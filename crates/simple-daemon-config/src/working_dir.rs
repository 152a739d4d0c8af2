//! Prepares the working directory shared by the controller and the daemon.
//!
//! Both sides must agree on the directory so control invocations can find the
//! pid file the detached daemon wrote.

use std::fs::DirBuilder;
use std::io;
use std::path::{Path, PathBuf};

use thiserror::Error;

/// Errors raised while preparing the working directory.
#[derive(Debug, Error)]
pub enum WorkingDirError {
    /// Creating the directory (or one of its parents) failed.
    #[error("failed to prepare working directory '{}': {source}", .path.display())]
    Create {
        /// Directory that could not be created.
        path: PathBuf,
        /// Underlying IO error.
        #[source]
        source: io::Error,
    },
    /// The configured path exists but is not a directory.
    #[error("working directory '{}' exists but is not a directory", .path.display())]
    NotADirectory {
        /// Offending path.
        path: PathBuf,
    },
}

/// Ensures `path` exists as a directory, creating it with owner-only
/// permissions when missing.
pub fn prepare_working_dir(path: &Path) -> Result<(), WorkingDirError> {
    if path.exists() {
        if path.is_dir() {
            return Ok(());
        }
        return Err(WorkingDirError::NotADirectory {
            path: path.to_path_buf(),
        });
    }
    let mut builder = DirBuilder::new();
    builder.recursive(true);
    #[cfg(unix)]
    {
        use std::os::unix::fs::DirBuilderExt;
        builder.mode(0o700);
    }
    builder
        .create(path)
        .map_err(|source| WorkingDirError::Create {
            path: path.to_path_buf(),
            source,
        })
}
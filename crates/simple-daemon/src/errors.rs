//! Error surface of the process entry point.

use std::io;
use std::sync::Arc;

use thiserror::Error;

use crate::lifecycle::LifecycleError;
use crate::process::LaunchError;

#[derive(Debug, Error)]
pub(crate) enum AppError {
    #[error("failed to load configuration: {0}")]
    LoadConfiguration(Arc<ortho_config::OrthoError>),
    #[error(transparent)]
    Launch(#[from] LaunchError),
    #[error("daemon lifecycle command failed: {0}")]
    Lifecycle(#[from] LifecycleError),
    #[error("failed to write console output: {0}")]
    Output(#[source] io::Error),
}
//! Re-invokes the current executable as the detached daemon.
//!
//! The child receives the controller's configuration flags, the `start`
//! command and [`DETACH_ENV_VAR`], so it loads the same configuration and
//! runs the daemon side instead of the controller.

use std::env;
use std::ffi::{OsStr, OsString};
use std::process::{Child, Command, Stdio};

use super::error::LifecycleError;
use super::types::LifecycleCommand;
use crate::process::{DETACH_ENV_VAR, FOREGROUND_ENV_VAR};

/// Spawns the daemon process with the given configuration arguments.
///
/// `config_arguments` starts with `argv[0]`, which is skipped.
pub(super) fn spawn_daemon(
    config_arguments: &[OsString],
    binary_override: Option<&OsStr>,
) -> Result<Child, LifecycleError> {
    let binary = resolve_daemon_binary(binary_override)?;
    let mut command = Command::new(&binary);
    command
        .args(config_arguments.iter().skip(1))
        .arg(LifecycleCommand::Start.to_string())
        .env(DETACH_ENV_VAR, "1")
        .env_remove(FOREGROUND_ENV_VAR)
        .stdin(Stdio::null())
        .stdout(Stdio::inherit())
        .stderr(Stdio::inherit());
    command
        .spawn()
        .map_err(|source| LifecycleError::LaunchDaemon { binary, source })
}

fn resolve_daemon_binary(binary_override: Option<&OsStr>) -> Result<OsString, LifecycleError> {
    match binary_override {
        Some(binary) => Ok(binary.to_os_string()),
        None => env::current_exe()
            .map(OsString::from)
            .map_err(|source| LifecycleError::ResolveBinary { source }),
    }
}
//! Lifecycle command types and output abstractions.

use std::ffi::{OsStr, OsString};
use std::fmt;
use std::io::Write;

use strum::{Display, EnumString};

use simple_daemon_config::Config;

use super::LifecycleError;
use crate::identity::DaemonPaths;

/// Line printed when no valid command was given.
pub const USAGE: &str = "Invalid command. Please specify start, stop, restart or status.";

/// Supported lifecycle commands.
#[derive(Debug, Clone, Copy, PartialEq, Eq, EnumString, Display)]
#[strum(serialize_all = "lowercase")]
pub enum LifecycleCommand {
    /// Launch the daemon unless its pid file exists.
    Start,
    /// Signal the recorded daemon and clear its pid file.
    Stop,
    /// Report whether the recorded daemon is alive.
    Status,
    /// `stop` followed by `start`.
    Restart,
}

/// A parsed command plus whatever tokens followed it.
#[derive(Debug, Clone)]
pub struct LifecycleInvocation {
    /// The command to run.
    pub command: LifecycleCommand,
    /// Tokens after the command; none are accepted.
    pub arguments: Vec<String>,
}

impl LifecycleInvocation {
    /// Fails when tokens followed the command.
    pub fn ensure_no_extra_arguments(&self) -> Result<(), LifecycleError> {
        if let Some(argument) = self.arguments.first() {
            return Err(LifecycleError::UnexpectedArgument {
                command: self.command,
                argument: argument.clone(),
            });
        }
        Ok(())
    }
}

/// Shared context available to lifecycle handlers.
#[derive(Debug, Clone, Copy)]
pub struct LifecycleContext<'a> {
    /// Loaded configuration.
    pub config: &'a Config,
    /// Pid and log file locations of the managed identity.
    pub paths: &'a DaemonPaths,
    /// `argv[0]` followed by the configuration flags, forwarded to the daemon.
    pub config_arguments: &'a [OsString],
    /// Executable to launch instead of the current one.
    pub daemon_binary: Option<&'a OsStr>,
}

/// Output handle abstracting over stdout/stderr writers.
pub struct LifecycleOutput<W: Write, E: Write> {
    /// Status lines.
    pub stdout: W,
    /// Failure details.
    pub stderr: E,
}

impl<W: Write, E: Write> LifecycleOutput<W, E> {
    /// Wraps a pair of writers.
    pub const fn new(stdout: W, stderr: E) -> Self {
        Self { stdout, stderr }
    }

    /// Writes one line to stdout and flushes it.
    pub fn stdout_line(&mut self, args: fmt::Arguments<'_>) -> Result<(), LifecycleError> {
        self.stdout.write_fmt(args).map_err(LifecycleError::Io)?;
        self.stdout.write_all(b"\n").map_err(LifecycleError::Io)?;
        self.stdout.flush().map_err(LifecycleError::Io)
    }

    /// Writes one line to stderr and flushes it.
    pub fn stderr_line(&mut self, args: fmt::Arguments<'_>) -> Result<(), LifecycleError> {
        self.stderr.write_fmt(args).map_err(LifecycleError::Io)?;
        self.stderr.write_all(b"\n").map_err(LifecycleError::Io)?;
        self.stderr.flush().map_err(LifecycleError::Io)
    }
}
○ ○ ○ ○ ○
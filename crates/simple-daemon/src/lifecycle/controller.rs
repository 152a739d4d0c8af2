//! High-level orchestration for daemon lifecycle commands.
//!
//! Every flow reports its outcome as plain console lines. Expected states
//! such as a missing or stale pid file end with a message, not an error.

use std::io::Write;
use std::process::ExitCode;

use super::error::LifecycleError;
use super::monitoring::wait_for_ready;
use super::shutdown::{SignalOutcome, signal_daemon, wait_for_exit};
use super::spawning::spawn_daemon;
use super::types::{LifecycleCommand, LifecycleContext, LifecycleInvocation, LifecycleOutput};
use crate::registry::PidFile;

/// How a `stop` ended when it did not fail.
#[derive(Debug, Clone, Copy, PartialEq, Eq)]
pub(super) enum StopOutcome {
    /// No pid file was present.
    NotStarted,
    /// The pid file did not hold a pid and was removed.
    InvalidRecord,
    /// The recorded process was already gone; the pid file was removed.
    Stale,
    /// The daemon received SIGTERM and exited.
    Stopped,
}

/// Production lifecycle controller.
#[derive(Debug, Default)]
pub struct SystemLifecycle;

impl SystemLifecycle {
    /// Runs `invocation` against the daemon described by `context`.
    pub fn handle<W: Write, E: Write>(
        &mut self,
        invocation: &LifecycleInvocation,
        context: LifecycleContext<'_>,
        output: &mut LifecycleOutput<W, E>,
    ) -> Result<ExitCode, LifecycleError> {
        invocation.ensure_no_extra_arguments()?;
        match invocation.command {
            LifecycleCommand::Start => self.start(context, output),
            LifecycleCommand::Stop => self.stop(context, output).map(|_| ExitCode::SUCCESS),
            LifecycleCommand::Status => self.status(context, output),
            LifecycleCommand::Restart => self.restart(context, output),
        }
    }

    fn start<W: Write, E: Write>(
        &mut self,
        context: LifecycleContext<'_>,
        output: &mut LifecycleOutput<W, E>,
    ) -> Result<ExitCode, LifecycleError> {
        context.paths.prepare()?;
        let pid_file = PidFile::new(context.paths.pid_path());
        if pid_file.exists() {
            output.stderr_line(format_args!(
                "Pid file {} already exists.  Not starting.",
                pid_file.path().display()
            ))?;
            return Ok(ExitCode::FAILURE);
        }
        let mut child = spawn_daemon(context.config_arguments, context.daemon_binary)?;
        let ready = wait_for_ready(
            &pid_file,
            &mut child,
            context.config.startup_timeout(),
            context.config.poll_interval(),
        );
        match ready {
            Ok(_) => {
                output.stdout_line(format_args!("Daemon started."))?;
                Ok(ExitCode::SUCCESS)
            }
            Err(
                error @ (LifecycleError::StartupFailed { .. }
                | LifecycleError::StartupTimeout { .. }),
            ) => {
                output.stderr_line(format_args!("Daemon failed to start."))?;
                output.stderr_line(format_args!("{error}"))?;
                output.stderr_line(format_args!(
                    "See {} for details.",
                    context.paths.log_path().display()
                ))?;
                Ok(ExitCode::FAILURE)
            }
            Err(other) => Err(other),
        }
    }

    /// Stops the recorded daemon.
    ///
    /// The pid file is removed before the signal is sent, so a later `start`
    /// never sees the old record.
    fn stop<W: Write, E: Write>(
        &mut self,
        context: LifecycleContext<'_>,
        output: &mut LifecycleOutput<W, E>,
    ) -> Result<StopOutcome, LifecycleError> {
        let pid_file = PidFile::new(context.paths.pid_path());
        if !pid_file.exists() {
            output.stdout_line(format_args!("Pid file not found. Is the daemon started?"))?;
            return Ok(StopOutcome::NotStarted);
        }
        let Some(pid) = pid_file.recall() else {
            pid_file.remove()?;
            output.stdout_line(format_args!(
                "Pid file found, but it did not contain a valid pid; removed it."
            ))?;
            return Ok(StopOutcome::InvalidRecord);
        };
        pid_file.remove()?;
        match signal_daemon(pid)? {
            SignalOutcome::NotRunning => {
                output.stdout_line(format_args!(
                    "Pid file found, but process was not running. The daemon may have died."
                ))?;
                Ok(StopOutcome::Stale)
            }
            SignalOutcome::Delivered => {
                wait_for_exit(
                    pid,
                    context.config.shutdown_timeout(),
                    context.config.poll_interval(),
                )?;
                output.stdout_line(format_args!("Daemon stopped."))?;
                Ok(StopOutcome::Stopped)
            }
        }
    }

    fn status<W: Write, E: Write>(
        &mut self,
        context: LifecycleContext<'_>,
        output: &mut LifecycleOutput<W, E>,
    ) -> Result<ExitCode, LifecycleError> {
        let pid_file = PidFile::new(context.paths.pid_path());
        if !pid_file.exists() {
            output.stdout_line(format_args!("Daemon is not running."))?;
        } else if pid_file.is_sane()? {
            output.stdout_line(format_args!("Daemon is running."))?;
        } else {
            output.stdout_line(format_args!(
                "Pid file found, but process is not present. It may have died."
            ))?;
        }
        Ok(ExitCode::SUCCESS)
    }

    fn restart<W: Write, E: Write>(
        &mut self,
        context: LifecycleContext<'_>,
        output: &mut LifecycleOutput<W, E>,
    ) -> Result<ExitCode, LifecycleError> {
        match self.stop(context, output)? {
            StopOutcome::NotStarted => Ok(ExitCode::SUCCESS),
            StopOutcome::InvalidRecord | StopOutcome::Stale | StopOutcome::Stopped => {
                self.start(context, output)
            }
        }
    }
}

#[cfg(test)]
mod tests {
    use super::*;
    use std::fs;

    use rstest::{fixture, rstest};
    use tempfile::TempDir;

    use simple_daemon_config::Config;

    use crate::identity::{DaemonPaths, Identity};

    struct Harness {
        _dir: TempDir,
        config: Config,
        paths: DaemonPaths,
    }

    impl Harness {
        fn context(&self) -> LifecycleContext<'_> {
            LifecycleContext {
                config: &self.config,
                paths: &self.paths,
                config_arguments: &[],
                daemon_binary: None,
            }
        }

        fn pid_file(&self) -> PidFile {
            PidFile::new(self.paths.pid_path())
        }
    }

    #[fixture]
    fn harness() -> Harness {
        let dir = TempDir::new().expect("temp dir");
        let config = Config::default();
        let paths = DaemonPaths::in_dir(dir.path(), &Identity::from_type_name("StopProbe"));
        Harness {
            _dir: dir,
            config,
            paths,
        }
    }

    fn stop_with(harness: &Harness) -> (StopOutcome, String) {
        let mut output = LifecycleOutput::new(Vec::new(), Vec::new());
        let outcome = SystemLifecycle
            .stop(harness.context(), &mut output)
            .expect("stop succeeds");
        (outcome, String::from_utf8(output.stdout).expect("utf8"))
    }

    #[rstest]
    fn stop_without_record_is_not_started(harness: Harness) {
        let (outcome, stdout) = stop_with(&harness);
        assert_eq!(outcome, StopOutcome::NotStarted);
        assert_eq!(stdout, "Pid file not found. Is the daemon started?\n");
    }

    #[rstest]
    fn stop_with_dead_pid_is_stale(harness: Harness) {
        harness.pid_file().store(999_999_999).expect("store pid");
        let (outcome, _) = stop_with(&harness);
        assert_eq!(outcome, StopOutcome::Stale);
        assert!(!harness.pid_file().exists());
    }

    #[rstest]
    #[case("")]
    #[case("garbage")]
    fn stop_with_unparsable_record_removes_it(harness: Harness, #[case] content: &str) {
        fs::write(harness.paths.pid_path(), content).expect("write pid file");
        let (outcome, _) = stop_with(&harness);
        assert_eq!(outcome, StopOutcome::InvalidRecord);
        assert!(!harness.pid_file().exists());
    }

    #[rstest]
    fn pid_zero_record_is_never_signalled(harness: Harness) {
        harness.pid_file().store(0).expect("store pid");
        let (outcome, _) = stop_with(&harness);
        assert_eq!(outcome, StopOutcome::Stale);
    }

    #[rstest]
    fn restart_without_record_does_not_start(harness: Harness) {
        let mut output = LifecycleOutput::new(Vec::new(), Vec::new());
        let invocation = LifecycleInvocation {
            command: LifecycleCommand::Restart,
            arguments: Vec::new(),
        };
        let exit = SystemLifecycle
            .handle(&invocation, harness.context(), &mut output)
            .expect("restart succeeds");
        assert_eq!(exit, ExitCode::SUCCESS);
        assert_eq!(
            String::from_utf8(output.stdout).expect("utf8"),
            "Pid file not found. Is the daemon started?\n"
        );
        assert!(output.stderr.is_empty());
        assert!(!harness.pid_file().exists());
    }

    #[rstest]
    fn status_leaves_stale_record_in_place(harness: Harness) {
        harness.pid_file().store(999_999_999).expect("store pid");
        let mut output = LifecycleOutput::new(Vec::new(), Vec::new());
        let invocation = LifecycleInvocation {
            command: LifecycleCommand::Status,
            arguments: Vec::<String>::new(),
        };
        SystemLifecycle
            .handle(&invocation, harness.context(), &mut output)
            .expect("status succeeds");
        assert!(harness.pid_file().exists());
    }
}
○ ○ ○ ○ ○
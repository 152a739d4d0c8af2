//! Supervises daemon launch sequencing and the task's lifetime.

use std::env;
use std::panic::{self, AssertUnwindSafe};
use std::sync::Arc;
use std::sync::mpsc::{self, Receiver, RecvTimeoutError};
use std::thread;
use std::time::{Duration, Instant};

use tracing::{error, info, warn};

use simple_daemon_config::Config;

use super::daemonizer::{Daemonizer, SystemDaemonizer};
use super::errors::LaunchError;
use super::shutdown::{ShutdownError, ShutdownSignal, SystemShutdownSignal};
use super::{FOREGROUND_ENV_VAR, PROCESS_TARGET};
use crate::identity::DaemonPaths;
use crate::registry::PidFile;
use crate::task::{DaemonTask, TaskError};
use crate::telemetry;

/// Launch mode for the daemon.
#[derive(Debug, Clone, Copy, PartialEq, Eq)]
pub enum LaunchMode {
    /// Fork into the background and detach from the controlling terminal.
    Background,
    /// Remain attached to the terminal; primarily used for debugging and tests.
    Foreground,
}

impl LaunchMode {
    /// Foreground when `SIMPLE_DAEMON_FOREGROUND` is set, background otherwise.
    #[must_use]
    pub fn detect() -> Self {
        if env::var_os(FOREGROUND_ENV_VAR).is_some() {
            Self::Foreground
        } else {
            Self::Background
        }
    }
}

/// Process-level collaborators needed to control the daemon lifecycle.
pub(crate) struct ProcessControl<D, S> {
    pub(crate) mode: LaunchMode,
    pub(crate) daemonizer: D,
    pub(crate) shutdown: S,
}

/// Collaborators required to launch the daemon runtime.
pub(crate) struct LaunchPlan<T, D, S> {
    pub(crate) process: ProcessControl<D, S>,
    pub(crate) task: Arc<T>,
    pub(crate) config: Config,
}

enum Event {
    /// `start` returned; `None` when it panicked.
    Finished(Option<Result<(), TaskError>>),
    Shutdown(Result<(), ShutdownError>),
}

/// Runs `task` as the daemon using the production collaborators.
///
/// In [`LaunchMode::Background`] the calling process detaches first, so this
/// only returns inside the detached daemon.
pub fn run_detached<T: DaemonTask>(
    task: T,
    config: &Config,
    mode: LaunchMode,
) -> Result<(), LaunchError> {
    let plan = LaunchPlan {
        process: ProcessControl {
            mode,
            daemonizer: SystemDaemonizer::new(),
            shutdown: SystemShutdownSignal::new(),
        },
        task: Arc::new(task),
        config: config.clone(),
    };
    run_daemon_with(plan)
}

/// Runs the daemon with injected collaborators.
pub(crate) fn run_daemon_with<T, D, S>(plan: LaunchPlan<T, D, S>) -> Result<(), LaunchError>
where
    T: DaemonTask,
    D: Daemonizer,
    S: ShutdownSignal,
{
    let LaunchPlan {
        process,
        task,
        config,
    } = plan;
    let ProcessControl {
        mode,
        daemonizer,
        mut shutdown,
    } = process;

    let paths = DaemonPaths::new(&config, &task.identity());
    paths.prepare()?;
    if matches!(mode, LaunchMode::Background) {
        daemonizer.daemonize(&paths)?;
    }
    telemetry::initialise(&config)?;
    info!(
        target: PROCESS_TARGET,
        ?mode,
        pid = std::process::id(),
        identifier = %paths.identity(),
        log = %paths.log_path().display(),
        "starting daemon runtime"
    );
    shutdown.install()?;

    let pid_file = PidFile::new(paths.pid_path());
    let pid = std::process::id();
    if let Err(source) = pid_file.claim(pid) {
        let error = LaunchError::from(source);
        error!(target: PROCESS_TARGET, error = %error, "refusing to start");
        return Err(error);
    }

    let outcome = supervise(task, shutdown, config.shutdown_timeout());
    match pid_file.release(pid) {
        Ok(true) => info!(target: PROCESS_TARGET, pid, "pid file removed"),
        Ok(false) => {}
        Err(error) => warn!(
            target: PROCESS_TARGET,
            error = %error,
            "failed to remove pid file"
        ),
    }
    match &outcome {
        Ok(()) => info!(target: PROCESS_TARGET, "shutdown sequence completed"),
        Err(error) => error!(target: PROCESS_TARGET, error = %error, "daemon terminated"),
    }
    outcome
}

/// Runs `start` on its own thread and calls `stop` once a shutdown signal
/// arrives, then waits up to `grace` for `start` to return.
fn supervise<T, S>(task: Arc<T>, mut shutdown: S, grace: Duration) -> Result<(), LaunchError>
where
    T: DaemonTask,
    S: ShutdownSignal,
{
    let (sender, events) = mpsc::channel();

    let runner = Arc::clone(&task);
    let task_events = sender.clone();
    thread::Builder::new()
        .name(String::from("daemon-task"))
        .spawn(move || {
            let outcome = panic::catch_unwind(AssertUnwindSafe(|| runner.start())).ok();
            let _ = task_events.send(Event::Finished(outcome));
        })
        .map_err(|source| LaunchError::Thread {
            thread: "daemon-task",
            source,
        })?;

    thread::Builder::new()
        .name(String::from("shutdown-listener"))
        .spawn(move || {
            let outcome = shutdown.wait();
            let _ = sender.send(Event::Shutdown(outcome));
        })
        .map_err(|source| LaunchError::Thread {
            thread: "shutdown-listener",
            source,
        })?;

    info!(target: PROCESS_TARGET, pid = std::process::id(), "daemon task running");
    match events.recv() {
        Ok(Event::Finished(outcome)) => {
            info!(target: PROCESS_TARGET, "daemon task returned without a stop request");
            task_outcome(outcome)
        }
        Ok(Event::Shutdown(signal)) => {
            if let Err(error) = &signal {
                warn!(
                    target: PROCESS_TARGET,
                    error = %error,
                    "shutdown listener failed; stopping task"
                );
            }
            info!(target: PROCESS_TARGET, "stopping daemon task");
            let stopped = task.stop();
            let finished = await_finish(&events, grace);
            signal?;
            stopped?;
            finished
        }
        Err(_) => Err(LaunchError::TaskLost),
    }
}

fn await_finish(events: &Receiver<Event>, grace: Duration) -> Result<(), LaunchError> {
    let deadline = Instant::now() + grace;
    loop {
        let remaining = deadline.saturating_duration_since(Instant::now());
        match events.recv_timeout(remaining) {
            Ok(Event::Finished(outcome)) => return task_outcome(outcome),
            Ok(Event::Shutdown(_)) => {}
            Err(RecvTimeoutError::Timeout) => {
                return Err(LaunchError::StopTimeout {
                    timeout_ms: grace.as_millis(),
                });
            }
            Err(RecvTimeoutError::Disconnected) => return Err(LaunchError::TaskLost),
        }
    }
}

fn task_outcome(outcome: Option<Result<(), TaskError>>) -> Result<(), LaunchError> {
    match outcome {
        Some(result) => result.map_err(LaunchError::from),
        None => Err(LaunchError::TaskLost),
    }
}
○ ○ ○ ○ ○
→ **The task**
Determine how many lines above contain "Stdio" and respond with that number only.

→ **Exercise output**
4